Daniel Sabat

HERMANOS (II)

Permíteme, Elisenda, matizar y radicalizar tu reflexión con dos apuntes.

La historia de Caín y Abel es una historia de hermanos, y no de individuos distintos entre sí, entre los que tú incluirías, como ejemplo paradigmático, el caso de los hermanos. Si se tratara de dos individuos distintos sin más la historia no presentaría ningún problema o éste vendría bastante mitigado: dos amigos pueden dejar de serlo. Dos hermanos, no (a menos que uno termine con el otro).

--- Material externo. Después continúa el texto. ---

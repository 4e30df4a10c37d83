//! Pushes synthetic green-screen frames through a keying context and prints
//! the context's statistics as JSON.
//!
//! Usage: `keyer-probe [FRAMES]`. The engine comes from `KEYER_ENGINE`.

use std::io::IsTerminal;

use keyer::{create_engine, destroy_context, process_frame, EngineKind, KeyContext};
use keyer_frame::{NativeFrame, PixelFormat};
use tracing::info;

const DEFAULT_FRAMES: usize = 30;

/// BT.601 YUV of the chroma key colour 0x70de77.
const GREEN_YUV: (u8, u8, u8) = (177, 95, 81);
/// The colour key colour 0x00fa00 in BGRA byte order.
const GREEN_BGRA: [u8; 4] = [0x00, 0xfa, 0x00, 0xff];

fn init_tracing() {
    let ansi_enabled = std::env::var_os("NO_COLOR").is_none() && std::io::stderr().is_terminal();
    tracing_subscriber::fmt()
        .with_env_filter(
            tracing_subscriber::EnvFilter::try_from_default_env()
                .unwrap_or_else(|_| tracing_subscriber::EnvFilter::new("info")),
        )
        .with_target(false)
        .with_writer(std::io::stderr)
        .with_ansi(ansi_enabled)
        .init();
}

/// I420 frame whose left half is key green and right half mid grey.
fn key_i420(ctx: &mut KeyContext, width: u32, height: u32) {
    let (w, h) = (width as usize, height as usize);
    let (cw, ch) = (w.div_ceil(2), h.div_ceil(2));
    let mut y = vec![128u8; w * h];
    let mut u = vec![128u8; cw * ch];
    let mut v = vec![128u8; cw * ch];
    for row in 0..h {
        y[row * w..row * w + w / 2].fill(GREEN_YUV.0);
    }
    for row in 0..ch {
        u[row * cw..row * cw + cw / 2].fill(GREEN_YUV.1);
        v[row * cw..row * cw + cw / 2].fill(GREEN_YUV.2);
    }
    let mut frame = NativeFrame::new(width, height, PixelFormat::I420)
        .with_plane(&mut y, w)
        .with_plane(&mut u, cw)
        .with_plane(&mut v, cw);
    let outcome = process_frame(ctx, &mut frame);
    tracing::debug!("{width}x{height} I420 frame: {outcome:?}");
}

/// BGRX frame alternating key green and red pixels.
fn key_bgrx(ctx: &mut KeyContext, width: u32, height: u32) {
    let stride = width as usize * 4;
    let mut pixels = vec![0u8; stride * height as usize];
    for (i, px) in pixels.chunks_exact_mut(4).enumerate() {
        if i % 2 == 0 {
            px.copy_from_slice(&GREEN_BGRA);
        } else {
            px.copy_from_slice(&[0x20, 0x20, 0xe0, 0x00]);
        }
    }
    let mut frame =
        NativeFrame::new(width, height, PixelFormat::Bgrx).with_plane(&mut pixels, stride);
    let outcome = process_frame(ctx, &mut frame);
    tracing::debug!("{width}x{height} BGRX frame: {outcome:?} (now {})", frame.format);
}

fn main() -> Result<(), Box<dyn std::error::Error>> {
    init_tracing();

    let frames = match std::env::args().nth(1) {
        Some(arg) => arg.parse::<usize>()?,
        None => DEFAULT_FRAMES,
    };

    let engine = create_engine(EngineKind::from_env());
    info!("probing {} engine with {frames} frames", engine.name());
    let mut context = Some(KeyContext::new(engine));

    if let Some(ctx) = context.as_mut() {
        for i in 0..frames {
            // Switch resolution halfway through to exercise a rebuild.
            if i < frames / 2 {
                key_i420(ctx, 1280, 720);
            } else {
                key_i420(ctx, 640, 360);
            }
        }
        key_bgrx(ctx, 320, 180);

        let snapshot = ctx.stats().snapshot();
        println!("{}", serde_json::to_string_pretty(&snapshot)?);
    }

    destroy_context(&mut context);
    Ok(())
}
use thiserror::Error;

/// Keying subsystem errors.
///
/// None of these escape [`crate::keying::context::process_frame`]; they are
/// logged there and the frame passes through untouched.
#[derive(Debug, Error, Clone, PartialEq, Eq)]
pub enum KeyError {
    #[error("unsupported pixel format: {0}")]
    UnsupportedFormat(String),

    #[error("graph allocation failed: {0}")]
    Allocation(String),

    #[error("graph build failed: {0}")]
    GraphBuild(String),

    #[error("frame submission failed: {0}")]
    Submission(String),

    #[error("frame extraction failed: {0}")]
    Extraction(String),

    #[error("invalid frame: {0}")]
    InvalidFrame(String),
}

/// Convenience Result alias.
pub type Result<T> = std::result::Result<T, KeyError>;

No es una historia que ilustra la diferencia fundamental entre dos hermanos. Ahí se te escapa el matiz shakesperiano y bíblico del asunto. La historia nos habla del salto de una diferencia no asumida a la acción directa. Tú describes o reflexionas en torno a la causa pero el relato, que da la causa por supuesta, se centra en el efecto. Caín suprime a su hermano. El asesinato simboliza aquí de forma extrema el impulso, entre siniestro y abismal, por el que un individuo decide actuar realmente en perjuicio de su hermano.

EL ROCE (IV)

Son precisas dos aclaraciones. En la pasión de Cristo no hay resignación. Si Cristo fuera un mero resignado no sería Dios ni tendría poder redentor alguno. Las plantas y las piedras se resignan mucho también. Cristo actúa, está cumpliendo una misión, y esa misión le viene dada por Dios Padre. Por otra parte el cristianismo tiene poco que ver con el estoicismo. El estoico, lo mismo que el sujeto schopenhauriano, aguanta, se resigna, lo encaja todo porque sabe que, en el fondo, todo es vanidad y finitud. El cristiano, en cambio, sin apartar nunca de sí la idea de una humanidad caída, encuentra motivos de sobras, en Dios mismo y en sus criaturas, para superar la maldad y la mezquindad habituales de su entorno

Tampoco creo que existan los santos sin Dios, es decir, individuos que creen haber llegado o creen poder llegar a las virtudes supremas por sí mismos. Sin Gracia, para mí, no hay santidad, ni siquiera su posibilidad. Por cierto, hay un relato buenísimo de Flannery O´Connor sobre esto que se titula Los lisiados entrarán primero. Desde un punto de vista cristiano un santo sin Dios o bien es la viva imagen del diablo o bien es un pobre diablo, dependiendo, entre otras cosas, del reconocimiento que obtenga entre los demás. Con ello, por supuesto, no pretendo afirmar que tan sólo algunos creyentes puedan alcanzar la beatitud. Sería muy injusto. Digo únicamente que aquello por lo que nos vemos impulsados a tratar mejor al prójimo posee una dimensión incontrolable que trasciende a nuestras acciones. Y aquí es por donde entra Dios en nuestras vidas.

EL ROCE (II)

El roce en cuestión es el de un sujeto consigo mismo y no con los demás. Es la actitud típica del desesperado. Huye de su propia persona, de su fundamental carencia y se refugia en los demás, en sus vicios y desórdenes, ampliándolos y desfigurándolos. Cree actuar por un afán de perfección moral y termina siendo más mezquino que todos los mezquinos juntos. Lo trágico de este personaje es la fatalidad a la que se ve abocado. Los motivos para renegar y maldecir al prójimo no cesan, no pueden cesar, de la misma manera que el fuego no puede dejar de quemar, además de alumbrar o calentar. Por otro lado el aislamiento al que se somete hace aún más insufrible cualquier contacto, real o imaginario, con los otros.

Se podría escribir un nubarrón caracterizando al tipo contrario, es decir, un individuo que, ante la mezquindad ajena y cotidiana, no puede dejar de esbozar una sonrisa compasiva y encontrar alicientes para ser una persona más generosa y justa. Esto, aunque parezca extraño, está relacionado con la santidad. Y ya que estamos con Dostoievsky, quizá el personaje más cercano a este segundo tipo sea el stárets Zosima de Los hermanos Karamazov.